Fake viruses and fake epidemics are nothing new

As I keep making the case that the SARS-CoV-2 virus has not been proven to exist, I’m also making this point:
There is no honest and prolonged mainstream debate on this issue, and there has to be. Reputable journals should be opening up their pages to such a debate from all comers, and they aren’t. They’re ignoring, side-stepping, and suppressing a debate. This is not science. It’s not even a shadow of science.
And the COVID virus is not the first time the issue of existence has arisen. If more people understood that, they wouldn’t be so shocked.
Here are several cases from recent history:
In the early part of the 20th century, a very nasty skin disease called pellagra took hold in the American South, affecting several million people.
The elite medical view, of course: a germ was the cause. But no one could find it in the ensuing decades. Finally, a small group of independent researchers, relentlessly pursuing a different course, convinced the establishment that the true cause was a niacin deficiency.
In the 1960s and 70s, Japan experienced a strange nervous-system affliction labeled SMON. Again the clarion call was: find the virus, it must be a virus. But no, in a landmark court case, the cause was shown to be a gastrointestinal drug, clioquinol, manufactured by Ciba-Geigy. The company apologized and paid out damages. Since then, some research has suggested that clioquinol fails to explain all the SMON cases.

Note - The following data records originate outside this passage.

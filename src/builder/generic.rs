// WHY: Generic extraction for URLs outside the shortening path and for custom rules
// Reported ranges are the untouched match ranges; payloads are trimmed

use tracing::debug;

use super::filter::{accepts, FilterPredicate};
use crate::entity::{ElementResult, Entity, EntityType, TextRange};
use crate::normalization::trim_token;
use crate::scanner::{scan, RecognizerRule};

/// Emit one element per match longer than `min_length` characters
pub fn extract_elements(
    text: &str,
    rule: &RecognizerRule,
    entity_type: &EntityType,
    range: TextRange,
    min_length: usize,
    predicate: Option<&dyn FilterPredicate>,
) -> Vec<ElementResult> {
    let mut elements = Vec::new();

    for raw in scan(text, rule, range) {
        let matched = raw.range();
        let Some(slice) = matched.slice(text) else {
            continue;
        };
        if slice.chars().count() <= min_length {
            debug!("Skipping {} match {:?}: not longer than {}", entity_type, slice, min_length);
            continue;
        }

        let word = trim_token(slice);
        if !accepts(predicate, word) {
            debug!("Predicate rejected {} {:?}", entity_type, word);
            continue;
        }

        elements.push(ElementResult::new(
            matched,
            Entity::create(entity_type, word),
            entity_type.clone(),
        ));
    }

    elements
}

#[cfg(test)]
mod tests {
    use super::*;

    #[test]
    fn test_generic_trims_payload_but_keeps_match_range() {
        let text = "fix T-12 and T-345\n";
        let rule = RecognizerRule::new(r"\sT-\d+\s").unwrap();
        let ty = EntityType::custom("ticket");
        let elements = extract_elements(text, &rule, &ty, TextRange::full(text), 1, None);

        assert_eq!(elements.len(), 2);
        assert_eq!(elements[0].entity, Entity::Custom("T-12".to_string()));
        assert_eq!(elements[0].range.slice(text), Some(" T-12 "));
        assert_eq!(elements[1].entity, Entity::Custom("T-345".to_string()));
        assert_eq!(elements[1].range.slice(text), Some(" T-345\n"));
    }

    #[test]
    fn test_generic_min_length_is_strict() {
        let text = "a bc def";
        let rule = RecognizerRule::new(r"[a-z]+").unwrap();
        let ty = EntityType::custom("word");

        let words = |min_length| -> Vec<String> {
            extract_elements(text, &rule, &ty, TextRange::full(text), min_length, None)
                .into_iter()
                .map(|e| e.entity.text().to_string())
                .collect()
        };
        assert_eq!(words(0), vec!["a", "bc", "def"]);
        assert_eq!(words(1), vec!["bc", "def"]);
        assert_eq!(words(2), vec!["def"]);
    }

    #[test]
    fn test_generic_url_payload_repeats_word() {
        let text = "go to https://a.io now";
        let rule = RecognizerRule::new(r"https?://\S+").unwrap();
        let elements =
            extract_elements(text, &rule, &EntityType::Url, TextRange::full(text), 2, None);
        assert_eq!(
            elements[0].entity,
            Entity::Url {
                original: "https://a.io".to_string(),
                alter: "https://a.io".to_string(),
                link: "https://a.io".to_string(),
            }
        );
    }

    #[test]
    fn test_generic_predicate_skips_but_continues() {
        let text = "x1 x2 x3";
        let rule = RecognizerRule::new(r"x\d").unwrap();
        let ty = EntityType::custom("x");
        let not_two = |token: &str| token != "x2";
        let elements =
            extract_elements(text, &rule, &ty, TextRange::full(text), 1, Some(&not_two));
        let found: Vec<_> = elements.iter().map(|e| e.entity.text()).collect();
        assert_eq!(found, vec!["x1", "x3"]);
    }
}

SARS, 2003. During the height of hysteria in Canada about this flu-like illness, famous WHO researcher, Frank Plummer, wandered off the reservation and told the press that fewer and fewer SARS patients showed any sign of having the virus—in fact, the percentage was shrinking to zero. Therefore: what virus?
Swine Flu, 2009. As I detailed in a recent article, CBS investigative reporter Sharyl Attkisson uncovered the fact that the CDC had secretly stopped counting cases, because the overwhelming percentage of patients’ samples coming back from testing labs showed no sign of the Swine Flu virus or any other flu virus.
HIV, first announced as the cause of AIDS in 1984, has been challenged by a number of independent researchers. I have published Christine Johnson’s explosive and detailed interview with Eleni Papadopulos, “a biophysicist and leader of a group of HIV/AIDS scientists from Perth in Western Australia.” The subject? Does HIV exist? I’m reprinting my article and the Papadopulos interview below.
There are other illnesses in which the existence of the virus has been challenged: for example, polio and the Swine Flu of the 1970s.
Mainstream and independent investigators should also be aware there are analogous “missing causes” within the medical framework. The most egregious example is certainly psychiatry.
Following the breakthrough work of psychiatrist Peter Breggin, I’ve written extensively on this subject. In a nutshell, there are NO defining lab tests for ANY of the 300 so-called mental disorders. Every one of these disorders is arbitrarily assembled by committees of psychiatrists, from menus of behaviors. This is about as far from science as you can get.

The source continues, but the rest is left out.